The tally of retractions in MEDLINE — one of the world’s largest databases of scientific abstracts — for the last fiscal year has just been released, and the number is: 664.

Earlier this year, we scratched our heads over the data from 2015, which showed retractions had risen dramatically, to 684. The figures for this fiscal year — which ended in September — have held relatively steadily at that higher number, only dropping by 3%. (For some sense of scale, there were just shy of 870,000 new abstracts indexed in MEDLINE in FY2016; 664 is a tiny fraction of this figure, and of course not all of the retractions were of papers published in FY2016.)
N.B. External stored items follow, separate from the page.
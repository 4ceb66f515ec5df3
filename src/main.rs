use std::path::PathBuf;

use anyhow::{bail, Context};
use clap::{Parser, Subcommand};
use servo_serial::serial::{DeviceLock, FileLock, SerialLink};
use servo_serial::util::hex::{format_hex_compact, parse_hex_lenient, pretty_hex};
use servo_serial::{
    init_logger, log_info, BaudRequest, DeviceScanner, LinkConfig, SerialAdapter, ServoFamily,
};

#[derive(Parser)]
#[command(name = "servo-serial")]
#[command(about = "CLI tool for smart servo serial links")]
struct Cli {
    #[command(subcommand)]
    command: Commands,
}

#[derive(Subcommand)]
enum Commands {
    /// List USB-serial and ACM adapters
    Scan {
        /// Keep nodes the current user cannot open
        #[arg(long)]
        no_probe: bool,
        #[arg(long)]
        json: bool,
    },
    /// Show how a baud rate or baud index would be applied
    Resolve {
        /// Bit rate, or a baud index when below 255
        baud: u32,
        #[arg(short, long, default_value = "unknown")]
        family: ServoFamily,
        #[arg(short, long, default_value = "unknown")]
        adapter: SerialAdapter,
        #[arg(long)]
        json: bool,
    },
    /// Tell whether another instance holds a device
    LockStatus {
        path: String,
        #[arg(long)]
        lock_dir: Option<PathBuf>,
    },
    /// Remove the lock file of a device nobody holds
    Unlock {
        path: String,
        #[arg(long)]
        lock_dir: Option<PathBuf>,
    },
    /// Send a hex frame and print the answer
    Send {
        /// Device path, or "auto"
        device: String,
        /// Frame to transmit, e.g. "FF FF 01 02 01 FB"
        frame: String,
        /// Bit rate, or a baud index when below 255
        #[arg(short, long, default_value = "57600")]
        baud: u32,
        #[arg(short, long, default_value = "unknown")]
        family: ServoFamily,
        #[arg(short, long, default_value = "unknown")]
        adapter: SerialAdapter,
        /// Number of bytes to wait for
        #[arg(short, long, default_value = "0")]
        expect: usize,
        /// Fixed receive budget instead of the computed one
        #[arg(long)]
        timeout_ms: Option<f64>,
        /// Try to enable the driver's low latency mode
        #[arg(long)]
        high_speed: bool,
        #[arg(long)]
        lock_dir: Option<PathBuf>,
    },
}

fn file_lock(lock_dir: Option<PathBuf>) -> FileLock {
    lock_dir.map(FileLock::new).unwrap_or_default()
}

fn main() -> anyhow::Result<()> {
    init_logger();

    let cli = Cli::parse();

    match cli.command {
        Commands::Scan { no_probe, json } => {
            let report = DeviceScanner::default().with_probe(!no_probe).scan_report();
            if json {
                println!("{}", serde_json::to_string_pretty(&report)?);
            } else {
                println!("{} serial port(s) found", report.count());
                for port in &report.ports {
                    println!("  {port}");
                }
                for port in &report.rejected {
                    println!("  {port} (no access)");
                }
            }
        }
        Commands::Resolve {
            baud,
            family,
            adapter,
            json,
        } => {
            let request = BaudRequest::from_raw(baud);
            let resolution = LinkConfig::new(servo_serial::constants::AUTO_DEVICE, request)
                .with_family(family)
                .with_adapter(adapter)
                .resolver()
                .resolve(request);
            let report = resolution.report(request);
            if json {
                println!("{}", serde_json::to_string_pretty(&report)?);
            } else {
                match resolution.standard_id() {
                    Some(id) => println!("{request:?} -> standard {id} bps"),
                    None => println!("{request:?} -> custom speed {} bps", resolution.rate()),
                }
            }
        }
        Commands::LockStatus { path, lock_dir } => {
            let lock = file_lock(lock_dir);
            let state = if lock.is_locked(&path) { "locked" } else { "free" };
            println!("{path}: {state} ({})", lock.lock_path_for(&path).display());
        }
        Commands::Unlock { path, lock_dir } => {
            let lock = file_lock(lock_dir);
            let removed = lock
                .clear_stale(&path)
                .with_context(|| format!("cannot unlock {path}"))?;
            if removed {
                log_info(&format!("Removed lock for {path}"));
            } else {
                println!("{path}: no lock file");
            }
        }
        Commands::Send {
            device,
            frame,
            baud,
            family,
            adapter,
            expect,
            timeout_ms,
            high_speed,
            lock_dir,
        } => {
            let data = parse_hex_lenient(&frame).context("invalid frame")?;
            let config = LinkConfig::new(device, BaudRequest::from_raw(baud))
                .with_family(family)
                .with_adapter(adapter);

            let mut link = SerialLink::with_parts(
                config,
                servo_serial::serial::NativeBackend,
                file_lock(lock_dir),
            );
            link.open().context("cannot open serial link")?;
            if high_speed && !link.switch_high_speed() {
                println!("low latency mode unavailable");
            }

            let mut buf = vec![0u8; expect];
            let n = link.exchange(&data, &mut buf, timeout_ms)?;
            println!("tx {}", format_hex_compact(&data));

            if expect > 0 {
                println!("rx {n}/{expect} bytes");
                if n > 0 {
                    println!("{}", pretty_hex(&buf[..n], 16));
                }
                if n < expect {
                    link.close();
                    bail!("short read: {n} of {expect} bytes");
                }
            }
            link.close();
        }
    }

    Ok(())
}
//! history.rs: bounded in-memory log of emitted signals, newest last.

use chrono::{DateTime, Utc};
use serde::Serialize;
use std::sync::{Mutex, PoisonError};

use crate::signal::{Signal, SignalCategory};

const MAX_CAPACITY: usize = 10_000;

#[derive(Debug, Clone, PartialEq, Serialize)]
pub struct HistoryEntry {
    pub asset_symbol: String,
    pub category: SignalCategory,
    pub composite_score: f64,
    pub confidence: f64,
    pub generated_at: DateTime<Utc>,
}

impl From<&Signal> for HistoryEntry {
    fn from(s: &Signal) -> Self {
        Self {
            asset_symbol: s.asset_symbol.clone(),
            category: s.category,
            composite_score: s.composite_score,
            confidence: s.confidence,
            generated_at: s.generated_at,
        }
    }
}

#[derive(Debug)]
pub struct SignalHistory {
    inner: Mutex<Vec<HistoryEntry>>,
    cap: usize,
}

impl SignalHistory {
    pub fn with_capacity(cap: usize) -> Self {
        let cap = cap.clamp(1, MAX_CAPACITY);
        Self {
            inner: Mutex::new(Vec::with_capacity(cap)),
            cap,
        }
    }

    pub fn record<'a, I>(&self, signals: I)
    where
        I: IntoIterator<Item = &'a Signal>,
    {
        let mut v = self.inner.lock().unwrap_or_else(PoisonError::into_inner);
        v.extend(signals.into_iter().map(HistoryEntry::from));
        if v.len() > self.cap {
            let excess = v.len() - self.cap;
            v.drain(0..excess);
        }
    }

    pub fn snapshot_last_n(&self, n: usize) -> Vec<HistoryEntry> {
        let v = self.inner.lock().unwrap_or_else(PoisonError::into_inner);
        let start = v.len().saturating_sub(n);
        v[start..].to_vec()
    }

    pub fn len(&self) -> usize {
        self.inner.lock().unwrap_or_else(PoisonError::into_inner).len()
    }

    pub fn is_empty(&self) -> bool {
        self.len() == 0
    }
}

#[cfg(test)]
mod tests {
    use super::*;
    use crate::signal::ConfidenceBreakdown;
    use std::collections::BTreeMap;

    fn sig(sym: &str) -> Signal {
        Signal {
            asset_symbol: sym.into(),
            category: SignalCategory::Hold,
            composite_score: 0.0,
            confidence: 0.5,
            contributing_factors: BTreeMap::new(),
            confidence_breakdown: ConfidenceBreakdown {
                base: 1.0,
                freshness: 0.5,
                engagement_reliability: 1.0,
            },
            generated_at: "2025-03-01T12:00:00Z".parse().unwrap(),
        }
    }

    #[test]
    fn keeps_newest_within_capacity() {
        let h = SignalHistory::with_capacity(2);
        h.record(&[sig("BTC"), sig("ETH")]);
        h.record(&[sig("SOL")]);
        assert_eq!(h.len(), 2);
        let last: Vec<_> = h
            .snapshot_last_n(10)
            .into_iter()
            .map(|e| e.asset_symbol)
            .collect();
        assert_eq!(last, vec!["ETH", "SOL"]);
        assert_eq!(h.snapshot_last_n(1)[0].asset_symbol, "SOL");
    }
}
Of note: In FY2014, there were fewer than 500 retractions — creating an increase of nearly 40% between 2014 and 2015. (Meanwhile, the number of citations indexed by MEDLINE rose only few percentage points over the same time period.) Which means the retraction rate in the last two years is dramatically higher than in 2014.

We have often wondered whether the retraction rate would ever reach a plateau, as the community’s ability to find problems in the literature catches up with the amount of problems present in the literature. But based on two years of data, we can’t say anything definitive about that.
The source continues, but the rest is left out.